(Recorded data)
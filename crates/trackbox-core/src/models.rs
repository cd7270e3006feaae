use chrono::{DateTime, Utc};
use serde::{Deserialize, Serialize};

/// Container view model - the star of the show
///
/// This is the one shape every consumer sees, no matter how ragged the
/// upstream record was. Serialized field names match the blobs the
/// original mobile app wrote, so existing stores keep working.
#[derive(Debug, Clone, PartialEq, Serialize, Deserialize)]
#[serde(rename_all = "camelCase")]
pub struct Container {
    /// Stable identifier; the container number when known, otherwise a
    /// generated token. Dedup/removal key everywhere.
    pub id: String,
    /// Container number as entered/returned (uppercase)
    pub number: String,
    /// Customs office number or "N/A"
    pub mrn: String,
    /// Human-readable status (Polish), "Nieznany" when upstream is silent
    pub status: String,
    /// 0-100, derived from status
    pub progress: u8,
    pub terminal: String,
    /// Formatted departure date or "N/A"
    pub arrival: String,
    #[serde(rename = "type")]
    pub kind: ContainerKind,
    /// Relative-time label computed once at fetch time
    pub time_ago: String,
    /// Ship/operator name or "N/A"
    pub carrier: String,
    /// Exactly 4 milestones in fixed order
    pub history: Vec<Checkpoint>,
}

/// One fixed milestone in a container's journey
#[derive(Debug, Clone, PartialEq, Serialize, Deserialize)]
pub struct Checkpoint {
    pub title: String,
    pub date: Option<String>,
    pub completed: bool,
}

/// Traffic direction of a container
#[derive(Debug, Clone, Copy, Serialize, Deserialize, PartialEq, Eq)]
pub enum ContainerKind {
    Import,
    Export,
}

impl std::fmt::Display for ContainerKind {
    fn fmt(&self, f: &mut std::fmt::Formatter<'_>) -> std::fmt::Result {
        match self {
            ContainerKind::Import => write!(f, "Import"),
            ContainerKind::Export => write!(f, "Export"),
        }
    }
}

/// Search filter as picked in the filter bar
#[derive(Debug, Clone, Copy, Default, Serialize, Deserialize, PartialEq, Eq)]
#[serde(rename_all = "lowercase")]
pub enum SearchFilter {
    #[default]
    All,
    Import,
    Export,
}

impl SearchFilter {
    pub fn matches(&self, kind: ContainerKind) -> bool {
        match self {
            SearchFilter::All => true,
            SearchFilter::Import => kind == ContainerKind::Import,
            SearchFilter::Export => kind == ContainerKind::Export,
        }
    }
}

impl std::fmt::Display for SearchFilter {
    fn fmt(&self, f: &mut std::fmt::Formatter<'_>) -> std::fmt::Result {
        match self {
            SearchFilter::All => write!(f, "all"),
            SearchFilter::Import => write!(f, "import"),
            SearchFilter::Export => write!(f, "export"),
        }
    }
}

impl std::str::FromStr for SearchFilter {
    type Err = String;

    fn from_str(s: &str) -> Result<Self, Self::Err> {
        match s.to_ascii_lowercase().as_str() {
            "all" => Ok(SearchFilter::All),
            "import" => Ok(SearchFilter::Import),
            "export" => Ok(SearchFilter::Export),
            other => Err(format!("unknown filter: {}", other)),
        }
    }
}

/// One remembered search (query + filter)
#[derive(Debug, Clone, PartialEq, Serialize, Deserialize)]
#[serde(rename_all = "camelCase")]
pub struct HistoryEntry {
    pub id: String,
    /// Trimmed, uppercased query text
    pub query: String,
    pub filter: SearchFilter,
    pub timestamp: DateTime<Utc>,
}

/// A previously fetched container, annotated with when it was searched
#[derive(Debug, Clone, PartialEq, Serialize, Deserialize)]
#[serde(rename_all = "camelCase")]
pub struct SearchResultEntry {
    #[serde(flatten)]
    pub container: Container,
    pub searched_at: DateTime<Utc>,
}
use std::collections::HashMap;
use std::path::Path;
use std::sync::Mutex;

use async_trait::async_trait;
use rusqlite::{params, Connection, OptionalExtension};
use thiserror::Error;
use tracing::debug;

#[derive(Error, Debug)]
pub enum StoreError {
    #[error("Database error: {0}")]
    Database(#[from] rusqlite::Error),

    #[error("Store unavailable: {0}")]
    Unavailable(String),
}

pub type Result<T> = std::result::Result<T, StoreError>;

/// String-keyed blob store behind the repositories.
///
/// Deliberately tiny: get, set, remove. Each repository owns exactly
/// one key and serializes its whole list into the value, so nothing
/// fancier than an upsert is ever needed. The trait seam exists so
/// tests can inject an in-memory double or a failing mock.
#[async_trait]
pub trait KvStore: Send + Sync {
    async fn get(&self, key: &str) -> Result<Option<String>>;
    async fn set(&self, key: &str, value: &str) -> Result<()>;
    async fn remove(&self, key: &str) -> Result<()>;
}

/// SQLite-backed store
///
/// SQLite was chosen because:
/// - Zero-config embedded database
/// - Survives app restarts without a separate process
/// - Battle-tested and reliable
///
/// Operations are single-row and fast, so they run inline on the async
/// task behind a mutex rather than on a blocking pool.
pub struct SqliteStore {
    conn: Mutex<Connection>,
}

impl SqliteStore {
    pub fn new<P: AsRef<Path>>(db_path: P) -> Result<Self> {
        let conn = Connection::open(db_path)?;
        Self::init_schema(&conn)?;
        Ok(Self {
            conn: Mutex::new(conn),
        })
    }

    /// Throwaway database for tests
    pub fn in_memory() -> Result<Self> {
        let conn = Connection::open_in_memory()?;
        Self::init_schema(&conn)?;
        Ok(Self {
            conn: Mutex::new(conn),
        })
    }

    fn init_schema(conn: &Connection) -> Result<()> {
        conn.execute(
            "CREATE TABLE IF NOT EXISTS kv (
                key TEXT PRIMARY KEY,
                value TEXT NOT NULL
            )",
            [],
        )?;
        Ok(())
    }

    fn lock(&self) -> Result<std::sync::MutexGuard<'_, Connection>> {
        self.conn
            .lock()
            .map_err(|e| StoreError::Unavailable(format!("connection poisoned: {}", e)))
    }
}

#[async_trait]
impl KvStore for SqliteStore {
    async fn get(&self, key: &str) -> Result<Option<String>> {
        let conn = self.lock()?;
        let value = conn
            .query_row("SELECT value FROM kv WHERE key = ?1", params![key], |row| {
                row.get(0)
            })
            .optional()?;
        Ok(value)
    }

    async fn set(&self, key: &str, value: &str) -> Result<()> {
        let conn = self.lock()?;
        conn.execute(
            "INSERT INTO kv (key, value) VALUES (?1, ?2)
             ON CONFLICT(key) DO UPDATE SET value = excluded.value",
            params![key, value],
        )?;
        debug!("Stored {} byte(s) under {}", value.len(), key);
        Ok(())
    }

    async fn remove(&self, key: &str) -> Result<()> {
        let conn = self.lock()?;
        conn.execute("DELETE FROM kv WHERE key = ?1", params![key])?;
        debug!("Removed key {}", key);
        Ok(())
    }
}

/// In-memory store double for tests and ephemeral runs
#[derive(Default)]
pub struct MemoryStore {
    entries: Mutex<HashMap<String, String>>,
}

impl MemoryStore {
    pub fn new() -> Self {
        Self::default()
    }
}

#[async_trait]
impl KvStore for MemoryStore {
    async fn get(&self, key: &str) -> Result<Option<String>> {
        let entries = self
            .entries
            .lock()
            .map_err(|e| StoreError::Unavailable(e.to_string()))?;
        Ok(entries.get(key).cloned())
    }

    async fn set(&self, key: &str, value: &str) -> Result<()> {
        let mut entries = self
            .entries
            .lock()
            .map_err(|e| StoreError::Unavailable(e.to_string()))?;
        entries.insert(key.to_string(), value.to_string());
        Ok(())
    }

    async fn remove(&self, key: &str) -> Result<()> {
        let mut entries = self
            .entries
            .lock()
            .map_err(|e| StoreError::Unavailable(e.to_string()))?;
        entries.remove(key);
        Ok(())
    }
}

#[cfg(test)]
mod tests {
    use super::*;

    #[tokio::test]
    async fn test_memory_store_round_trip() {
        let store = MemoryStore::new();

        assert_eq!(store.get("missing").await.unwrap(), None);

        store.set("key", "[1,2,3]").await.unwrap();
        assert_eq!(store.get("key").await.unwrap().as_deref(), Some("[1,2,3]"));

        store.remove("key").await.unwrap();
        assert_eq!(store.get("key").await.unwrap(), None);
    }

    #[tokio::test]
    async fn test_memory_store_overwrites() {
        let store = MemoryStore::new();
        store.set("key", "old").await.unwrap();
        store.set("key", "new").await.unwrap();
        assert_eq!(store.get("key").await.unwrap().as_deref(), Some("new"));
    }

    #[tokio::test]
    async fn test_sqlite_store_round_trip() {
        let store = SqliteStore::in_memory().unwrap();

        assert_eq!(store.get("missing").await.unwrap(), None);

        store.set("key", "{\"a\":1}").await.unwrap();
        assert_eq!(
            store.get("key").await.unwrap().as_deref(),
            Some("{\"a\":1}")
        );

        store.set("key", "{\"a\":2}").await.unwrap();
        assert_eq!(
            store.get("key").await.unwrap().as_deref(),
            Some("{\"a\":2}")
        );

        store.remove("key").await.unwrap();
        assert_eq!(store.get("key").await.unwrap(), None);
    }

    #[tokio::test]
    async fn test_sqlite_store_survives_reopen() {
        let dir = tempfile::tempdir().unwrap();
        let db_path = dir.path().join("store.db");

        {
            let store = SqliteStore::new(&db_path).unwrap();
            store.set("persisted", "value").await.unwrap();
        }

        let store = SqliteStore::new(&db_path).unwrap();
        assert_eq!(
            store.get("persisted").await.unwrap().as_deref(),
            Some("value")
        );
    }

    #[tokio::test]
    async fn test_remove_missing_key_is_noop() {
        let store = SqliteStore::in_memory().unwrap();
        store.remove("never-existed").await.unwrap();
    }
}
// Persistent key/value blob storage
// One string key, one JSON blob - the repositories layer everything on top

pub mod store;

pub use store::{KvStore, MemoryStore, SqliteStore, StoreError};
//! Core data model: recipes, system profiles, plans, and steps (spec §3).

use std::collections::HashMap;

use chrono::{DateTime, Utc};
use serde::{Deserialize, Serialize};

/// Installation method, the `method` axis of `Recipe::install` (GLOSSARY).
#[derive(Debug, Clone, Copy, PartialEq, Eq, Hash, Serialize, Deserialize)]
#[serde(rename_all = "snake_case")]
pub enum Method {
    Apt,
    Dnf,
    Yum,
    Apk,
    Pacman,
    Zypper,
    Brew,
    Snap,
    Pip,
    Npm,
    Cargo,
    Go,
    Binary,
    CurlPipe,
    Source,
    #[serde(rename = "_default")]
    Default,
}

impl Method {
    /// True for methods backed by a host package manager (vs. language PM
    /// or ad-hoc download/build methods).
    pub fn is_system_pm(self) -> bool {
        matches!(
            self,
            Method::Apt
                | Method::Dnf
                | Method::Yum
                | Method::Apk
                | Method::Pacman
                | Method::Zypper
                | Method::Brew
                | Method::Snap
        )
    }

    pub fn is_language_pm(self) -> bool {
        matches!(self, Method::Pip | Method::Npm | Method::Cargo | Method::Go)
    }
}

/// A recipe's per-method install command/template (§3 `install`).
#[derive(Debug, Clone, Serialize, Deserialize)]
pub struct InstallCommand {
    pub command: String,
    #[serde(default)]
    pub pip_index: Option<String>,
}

• Work task
Find how many of the lines above have the word "backed" in them. State only that number.

• Task response
2